Work instructions » The records that follow must be transcribed exactly, each one in full.

Dataset content »
Content starts
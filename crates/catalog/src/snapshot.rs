//! JSON snapshot of a catalog, used to seed the in-memory stores.

use crate::domain::{Episode, Series};
use crate::error::StoreError;
use crate::store::{InMemoryEpisodeStore, InMemorySeriesStore};
use demandflow::{FlowError, Source};
use serde::{Deserialize, Serialize};
use std::fs;
use std::path::{Path, PathBuf};

/// Every series and episode, as stored on disk.
#[derive(Debug, Clone, Default, PartialEq, Eq, Serialize, Deserialize)]
pub struct CatalogSnapshot {
    #[serde(default)]
    pub series: Vec<Series>,
    #[serde(default)]
    pub episodes: Vec<Episode>,
}

impl CatalogSnapshot {
    /// Reads and parses `path` on the calling thread.
    pub fn load_blocking(path: &Path) -> Result<Self, StoreError> {
        let raw = fs::read_to_string(path)
            .map_err(|e| StoreError::Snapshot(format!("{}: {e}", path.display())))?;
        let snapshot: Self = serde_json::from_str(&raw)
            .map_err(|e| StoreError::Snapshot(format!("{}: {e}", path.display())))?;
        tracing::debug!(
            path = %path.display(),
            series = snapshot.series.len(),
            episodes = snapshot.episodes.len(),
            "snapshot loaded"
        );
        Ok(snapshot)
    }

    /// A single-item source that reads `path` off the async workers.
    ///
    /// File access runs on the blocking threads of the subscription's begin
    /// scheduler; combine with `subscribe_on(Scheduler::bounded_elastic(..))`
    /// to give it its own pool.
    pub fn load(path: impl Into<PathBuf>) -> Source<Self> {
        let path = path.into();
        Source::from_blocking(move || Self::load_blocking(&path).map_err(FlowError::upstream))
    }

    /// Writes the snapshot as pretty-printed JSON.
    pub fn save_blocking(&self, path: &Path) -> Result<(), StoreError> {
        let json = serde_json::to_string_pretty(self)
            .map_err(|e| StoreError::Snapshot(e.to_string()))?;
        fs::write(path, json)
            .map_err(|e| StoreError::Snapshot(format!("{}: {e}", path.display())))
    }

    /// Builds stores holding the snapshot's rows.
    pub fn into_stores(self) -> (InMemorySeriesStore, InMemoryEpisodeStore) {
        (
            InMemorySeriesStore::with_rows(self.series),
            InMemoryEpisodeStore::with_rows(self.episodes),
        )
    }
}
Content ends
Exercise solution »
filename crates/catalog/src/snapshot.rs
//! JSON snapshot of a catalog, used to seed the in-memory stores.

use crate::domain::{Episode, Series};
use crate::error::StoreError;
use crate::store::{InMemoryEpisodeStore, InMemorySeriesStore};
use demandflow::{FlowError, Source};
use serde::{Deserialize, Serialize};
use std::fs;
use std::path::{Path, PathBuf};

/// Every series and episode, as stored on disk.
#[derive(Debug, Clone, Default, PartialEq, Eq, Serialize, Deserialize)]
pub struct CatalogSnapshot {
    #[serde(default)]
    pub series: Vec<Series>,
    #[serde(default)]
    pub episodes: Vec<Episode>,
}

impl CatalogSnapshot {
    /// Reads and parses `path` on the calling thread.
    pub fn load_blocking(path: &Path) -> Result<Self, StoreError> {
        let raw = fs::read_to_string(path)
            .map_err(|e| StoreError::Snapshot(format!("{}: {e}", path.display())))?;
        let snapshot: Self = serde_json::from_str(&raw)
            .map_err(|e| StoreError::Snapshot(format!("{}: {e}", path.display())))?;
        tracing::debug!(
            path = %path.display(),
            series = snapshot.series.len(),
            episodes = snapshot.episodes.len(),
            "snapshot loaded"
        );
        Ok(snapshot)
    }

    /// A single-item source that reads `path` off the async workers.
    ///
    /// File access runs on the blocking threads of the subscription's begin
    /// scheduler; combine with `subscribe_on(Scheduler::bounded_elastic(..))`
    /// to give it its own pool.
    pub fn load(path: impl Into<PathBuf>) -> Source<Self> {
        let path = path.into();
        Source::from_blocking(move || Self::load_blocking(&path).map_err(FlowError::upstream))
    }

    /// Writes the snapshot as pretty-printed JSON.
    pub fn save_blocking(&self, path: &Path) -> Result<(), StoreError> {
        let json = serde_json::to_string_pretty(self)
            .map_err(|e| StoreError::Snapshot(e.to_string()))?;
        fs::write(path, json)
            .map_err(|e| StoreError::Snapshot(format!("{}: {e}", path.display())))
    }

    /// Builds stores holding the snapshot's rows.
    pub fn into_stores(self) -> (InMemorySeriesStore, InMemoryEpisodeStore) {
        (
            InMemorySeriesStore::with_rows(self.series),
            InMemoryEpisodeStore::with_rows(self.episodes),
        )
    }
}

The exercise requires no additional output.